• **WHAT THE TASK REQUIRES**
Filter the listing for lines containing "from".

• **DATA SUPPLIED**
◇ ◇ ◇ ◇ ◇
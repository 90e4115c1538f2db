//! SER (TIA / ES Vision) file format support.
//!
//! The format is described by Dr Chris Boothroyd's TIA file format notes:
//! a fixed little-endian prologue, a single dimension descriptor, two
//! parallel arrays of absolute byte offsets (data records, tag records),
//! and per-element records scattered at those offsets.

pub(crate) mod header;
pub mod io;
pub(crate) mod reader;
pub(crate) mod select;
pub(crate) mod slice;
pub(crate) mod stack;

pub use header::{DimensionDescriptor, FileHeader, OffsetTables};
pub use io::{read_header, read_stack, read_stack_with, ReadOptions};
pub use reader::SerRead;
pub use select::SliceSelection;
pub use slice::{PixelType, ResolvedSlice, SliceDataRecord, SliceTagRecord, UnitScale};
pub use stack::{CancelToken, SerStack, StackCalibration, StackSlice};
//! Stack assembly: drive the slice decoder over a selection, enforce
//! geometric consistency against the first decoded slice, and emit the
//! ordered result.
//!
//! Two-track failure model: a decode error on any slice is a hard failure
//! of the whole reconstruction, while a geometry/type mismatch against the
//! reference slice is a soft skip recorded on the output.

use std::io::Cursor;
use std::sync::atomic::{AtomicBool, Ordering};
use std::sync::Arc;

use rayon::prelude::*;
use tracing::warn;

use crate::error::{Error, Result};
use crate::ser::header::OffsetTables;
use crate::ser::reader::SerRead;
use crate::ser::select::SliceSelection;
use crate::ser::slice::{decode_slice, PixelType, ResolvedSlice};

/// Cooperative cancellation handle, checked between slices.
///
/// Cloning is cheap; hand one clone to the reconstruction and keep the
/// other to abort it from elsewhere.
#[derive(Debug, Clone, Default)]
pub struct CancelToken(Arc<AtomicBool>);

impl CancelToken {
    pub fn new() -> Self {
        Self::default()
    }

    /// Request cancellation; the reconstruction stops at the next slice
    /// boundary with [`Error::Cancelled`].
    pub fn cancel(&self) {
        self.0.store(true, Ordering::Relaxed);
    }

    pub fn is_cancelled(&self) -> bool {
        self.0.load(Ordering::Relaxed)
    }
}

/// One assembled slice, in display orientation.
#[derive(Debug, Clone)]
pub struct StackSlice {
    /// 1-based element index in the file.
    pub index: u32,
    pub width: u32,
    pub height: u32,
    pub pixel_type: PixelType,
    /// Raw little-endian pixel payload, rows already flipped to
    /// top-to-bottom display order.
    pub pixels: Vec<u8>,
    /// Calibrated pixel width in `unit_label` units.
    pub pixel_width: f64,
    /// Calibrated pixel height in `unit_label` units.
    pub pixel_height: f64,
    pub unit_label: &'static str,
    /// Local-time acquisition timestamp, `YYYY-MM-DD HH:mm:ss`.
    pub timestamp: String,
    /// Stage position at acquisition, meaningful when the header declares
    /// position tags.
    pub position_x: f64,
    pub position_y: f64,
}

/// Reference geometry and calibration, taken from the first decoded slice.
#[derive(Debug, Clone)]
pub struct StackCalibration {
    pub width: u32,
    pub height: u32,
    pub pixel_type: PixelType,
    pub pixel_width: f64,
    pub pixel_height: f64,
    pub unit_label: &'static str,
}

/// Result of a stack reconstruction.
#[derive(Debug, Clone)]
pub struct SerStack {
    /// Kept slices, ascending element index.
    pub slices: Vec<StackSlice>,
    /// 1-based indices soft-skipped for geometry/type mismatch.
    pub skipped: Vec<u32>,
    /// Reference calibration from the first slice; `None` only when the
    /// selection produced no slices at all.
    pub calibration: Option<StackCalibration>,
}

impl SerStack {
    /// Number of kept slices.
    pub fn len(&self) -> usize {
        self.slices.len()
    }

    pub fn is_empty(&self) -> bool {
        self.slices.is_empty()
    }
}

/// Per-slice outcome of the consistency check, consumed uniformly by the
/// assembly loop.
enum SliceOutcome {
    Keep(StackSlice),
    Skip { index: u32, reason: SkipReason },
}

#[derive(Debug)]
enum SkipReason {
    Geometry { width: u32, height: u32 },
    PixelFormat(PixelType),
}

impl std::fmt::Display for SkipReason {
    fn fmt(&self, f: &mut std::fmt::Formatter<'_>) -> std::fmt::Result {
        match self {
            Self::Geometry { width, height } => write!(f, "wrong dimensions {width}x{height}"),
            Self::PixelFormat(t) => write!(f, "wrong pixel type {t}"),
        }
    }
}

/// Read one slice's pixel payload and flip it into display orientation.
///
/// SER stores rows bottom-to-top relative to conventional display order.
fn read_payload<R: SerRead + ?Sized>(r: &mut R, slice: &ResolvedSlice) -> Result<Vec<u8>> {
    let len = slice.data.payload_len()?;
    r.seek_to(slice.data.pixel_data_start)?;
    let mut pixels = r.read_exact_bytes(len)?;
    flip_rows(&mut pixels, slice.data.row_bytes());
    Ok(pixels)
}

/// Reverse the row order of a raw pixel buffer in place.
fn flip_rows(pixels: &mut [u8], row_bytes: usize) {
    if row_bytes == 0 {
        return;
    }
    let rows = pixels.len() / row_bytes;
    for y in 0..rows / 2 {
        let (head, tail) = pixels.split_at_mut((rows - 1 - y) * row_bytes);
        head[y * row_bytes..(y + 1) * row_bytes].swap_with_slice(&mut tail[..row_bytes]);
    }
}

/// Incremental reducer shared by the sequential and parallel drivers.
struct Assembler {
    reference: Option<StackCalibration>,
    slices: Vec<StackSlice>,
    skipped: Vec<u32>,
}

impl Assembler {
    fn new(capacity: usize) -> Self {
        Self {
            reference: None,
            slices: Vec::with_capacity(capacity),
            skipped: Vec::new(),
        }
    }

    /// Check a decoded slice against the reference geometry and fold it in.
    fn push(&mut self, resolved: ResolvedSlice, pixels: Vec<u8>) {
        let outcome = match &self.reference {
            Some(cal) if resolved.data.pixel_type != cal.pixel_type => SliceOutcome::Skip {
                index: resolved.index,
                reason: SkipReason::PixelFormat(resolved.data.pixel_type),
            },
            Some(cal) if resolved.data.width != cal.width || resolved.data.height != cal.height => {
                SliceOutcome::Skip {
                    index: resolved.index,
                    reason: SkipReason::Geometry {
                        width: resolved.data.width,
                        height: resolved.data.height,
                    },
                }
            }
            _ => SliceOutcome::Keep(StackSlice {
                index: resolved.index,
                width: resolved.data.width,
                height: resolved.data.height,
                pixel_type: resolved.data.pixel_type,
                pixels,
                pixel_width: resolved.pixel_width,
                pixel_height: resolved.pixel_height,
                unit_label: resolved.unit.label,
                timestamp: resolved.timestamp,
                position_x: resolved.tag.position_x,
                position_y: resolved.tag.position_y,
            }),
        };

        match outcome {
            SliceOutcome::Keep(slice) => {
                if self.reference.is_none() {
                    self.reference = Some(StackCalibration {
                        width: slice.width,
                        height: slice.height,
                        pixel_type: slice.pixel_type,
                        pixel_width: slice.pixel_width,
                        pixel_height: slice.pixel_height,
                        unit_label: slice.unit_label,
                    });
                }
                self.slices.push(slice);
            }
            SliceOutcome::Skip { index, reason } => {
                warn!(index, %reason, "slice skipped");
                self.skipped.push(index);
            }
        }
    }

    fn finish(self) -> SerStack {
        SerStack {
            slices: self.slices,
            skipped: self.skipped,
            calibration: self.reference,
        }
    }
}

/// Decode the selected slices one by one on a single reader handle.
pub(crate) fn assemble_sequential<R: SerRead + ?Sized>(
    r: &mut R,
    tables: &OffsetTables,
    selection: &SliceSelection,
    cancel: Option<&CancelToken>,
) -> Result<SerStack> {
    let mut assembler = Assembler::new(selection.len());
    for index in selection.indices() {
        if cancel.is_some_and(CancelToken::is_cancelled) {
            return Err(Error::Cancelled);
        }
        let resolved = decode_slice(r, tables, index).map_err(Error::for_slice(index))?;
        let pixels = read_payload(r, &resolved).map_err(Error::for_slice(index))?;
        assembler.push(resolved, pixels);
    }
    Ok(assembler.finish())
}

/// Decode the selected slices in parallel, each worker on its own cursor
/// over the shared byte view, then reduce back into ascending index order.
///
/// The first hard failure wins and aborts the remaining in-flight work.
pub(crate) fn assemble_parallel(
    bytes: &[u8],
    tables: &OffsetTables,
    selection: &SliceSelection,
    cancel: Option<&CancelToken>,
) -> Result<SerStack> {
    let abort = AtomicBool::new(false);
    let indices: Vec<u32> = selection.indices().collect();

    let decoded: Vec<Result<(ResolvedSlice, Vec<u8>)>> = indices
        .par_iter()
        .map(|&index| {
            if abort.load(Ordering::Relaxed) || cancel.is_some_and(CancelToken::is_cancelled) {
                return Err(Error::Cancelled);
            }
            let mut cursor = Cursor::new(bytes);
            let result = decode_slice(&mut cursor, tables, index)
                .and_then(|resolved| {
                    let pixels = read_payload(&mut cursor, &resolved)?;
                    Ok((resolved, pixels))
                })
                .map_err(Error::for_slice(index));
            if result.is_err() {
                abort.store(true, Ordering::Relaxed);
            }
            result
        })
        .collect();

    // Collect preserves submission order, so the reduction below sees
    // ascending indices. A worker that observed the abort flag reports
    // Cancelled; the underlying hard failure takes precedence over it.
    let mut hard: Option<Error> = None;
    let mut cancelled = false;
    let mut results = Vec::with_capacity(decoded.len());
    for item in decoded {
        match item {
            Ok(pair) => results.push(pair),
            Err(Error::Cancelled) => cancelled = true,
            Err(e) => {
                if hard.is_none() {
                    hard = Some(e);
                }
            }
        }
    }
    if let Some(e) = hard {
        return Err(e);
    }
    if cancelled {
        return Err(Error::Cancelled);
    }

    let mut assembler = Assembler::new(results.len());
    for (resolved, pixels) in results {
        assembler.push(resolved, pixels);
    }
    Ok(assembler.finish())
}

#[cfg(test)]
mod tests {
    use super::*;

    #[test]
    fn test_flip_rows_reverses_row_order() {
        // 3 rows of 4 bytes each.
        let mut pixels = vec![
            1, 1, 1, 1, //
            2, 2, 2, 2, //
            3, 3, 3, 3,
        ];
        flip_rows(&mut pixels, 4);
        assert_eq!(pixels, vec![3, 3, 3, 3, 2, 2, 2, 2, 1, 1, 1, 1]);
    }

    #[test]
    fn test_flip_rows_even_count() {
        let mut pixels = vec![1, 2, 3, 4];
        flip_rows(&mut pixels, 2);
        assert_eq!(pixels, vec![3, 4, 1, 2]);
    }

    #[test]
    fn test_flip_rows_single_row_unchanged() {
        let mut pixels = vec![9, 8, 7];
        flip_rows(&mut pixels, 3);
        assert_eq!(pixels, vec![9, 8, 7]);
    }

    #[test]
    fn test_cancel_token() {
        let token = CancelToken::new();
        assert!(!token.is_cancelled());
        let clone = token.clone();
        clone.cancel();
        assert!(token.is_cancelled());
    }
}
◇ ◇ ◇ ◇ ◇
• **EXERCISE SOLUTION**
/// other to abort it from elsewhere.
/// Reference geometry and calibration, taken from the first decoded slice.
    /// Reference calibration from the first slice; `None` only when the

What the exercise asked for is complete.